The former government official, who had two court hearings, one between November 11 and 13 and another between November 26 and 29, “breached work processes with classified official information that he handled, stole, damaged, and finally made available to enemy services,” according to official information. “This highly damaging behavior demonstrated an ethical, moral, and political degradation in the accused that makes him deserving of a severe criminal response, as required by Article 4 of the Constitution of the Republic, which establishes that treason against the homeland is the most serious of crimes and that those who commit it are subject to the most severe penalties,” the statement added.

Without going into further detail or clearing up the many questions that have surrounded the case over the past few months, the Cuban government also stated that, through his “corrupt and deceitful actions,” Gil took advantage of his “authority” for personal gain, received money from foreign sources, and bribed other public officials “to legalize the acquisition of assets.” The former Cuban minister — accused of crimes such as “espionage, acts that were detrimental to economic activity, as well as bribery, theft and damage to documents or other objects in official custody, violation of official seals and infringement of classified document-protection regulations” — will have his assets confiscated and he will be prohibited from holding any public position.

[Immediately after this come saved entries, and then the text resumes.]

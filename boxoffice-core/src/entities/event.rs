//! The event record and its read-only summary.

use boxoffice_sdk::objects::EventStatus as SdkEventStatus;
use time::OffsetDateTime;

use super::{EventId, PartyId, Ticket};

/// Registration status of an event.
///
/// This is the core's version. For API/DTO use, see
/// `boxoffice_sdk::objects::EventStatus`.
#[derive(Debug, Clone, Copy, PartialEq, Eq, Hash)]
pub enum EventStatus {
    Active,
    Paused,
}

impl From<EventStatus> for SdkEventStatus {
    fn from(value: EventStatus) -> Self {
        match value {
            EventStatus::Active => SdkEventStatus::Active,
            EventStatus::Paused => SdkEventStatus::Paused,
        }
    }
}

impl From<SdkEventStatus> for EventStatus {
    fn from(value: SdkEventStatus) -> Self {
        match value {
            SdkEventStatus::Active => EventStatus::Active,
            SdkEventStatus::Paused => EventStatus::Paused,
        }
    }
}

/// A ticketed event and its issued tickets.
#[derive(Debug, Clone)]
pub struct Event {
    /// Assigned by the catalog; immutable after creation.
    pub event_id: EventId,
    /// The identity that created the event; immutable.
    pub creator: PartyId,
    pub name: String,
    /// Capacity; `tickets.len()` never exceeds this.
    pub ticket_limit: u32,
    /// Purchases are barred at and after this instant.
    pub event_date: OffsetDateTime,
    /// Ticket price in the smallest currency unit; immutable.
    pub price: u64,
    pub status: EventStatus,
    /// Issued tickets. Pushed in purchase order, but removal swaps the
    /// last element into the hole – order is NOT guaranteed to survive a
    /// cancellation.
    pub tickets: Vec<Ticket>,
}

impl Event {
    /// Read-only snapshot of everything except the ticket collection.
    pub fn summary(&self) -> EventSummary {
        EventSummary {
            event_id: self.event_id.clone(),
            creator: self.creator.clone(),
            name: self.name.clone(),
            ticket_limit: self.ticket_limit,
            event_date: self.event_date,
            price: self.price,
            status: self.status,
            tickets_sold: self.tickets.len() as u32,
        }
    }
}

/// Caller-supplied fields for creating an event.
#[derive(Debug, Clone)]
pub struct EventDraft {
    pub name: String,
    pub ticket_limit: u32,
    /// Smallest currency unit.
    pub price: u64,
    pub event_date: OffsetDateTime,
}

/// Read-only snapshot of one event, without its ticket collection.
#[derive(Debug, Clone)]
pub struct EventSummary {
    pub event_id: EventId,
    pub creator: PartyId,
    pub name: String,
    pub ticket_limit: u32,
    pub event_date: OffsetDateTime,
    pub price: u64,
    pub status: EventStatus,
    pub tickets_sold: u32,
}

On October 31, an official statement from the Attorney General’s Office announced that in the investigations by the Ministry of the Interior, where “due process was guaranteed,” the former economy minister was found accountable for crimes that, according to independent specialists, he could not have committed on his own all these years. “It is a very highly shared responsibility. All relevant measures in this area are approved at the highest level and were reviewed and implemented with the endorsement of the Council of Ministers or the Political Bureau,” Ricardo Torres, a former researcher at the Center for the Study of the Cuban Economy and a professor at American University in Washington, previously told EL PAÍS. Both the dismissal of the former minister, who served between 2018 and 2024, and the charges against him reveal the tensions within the government apparatus in Havana.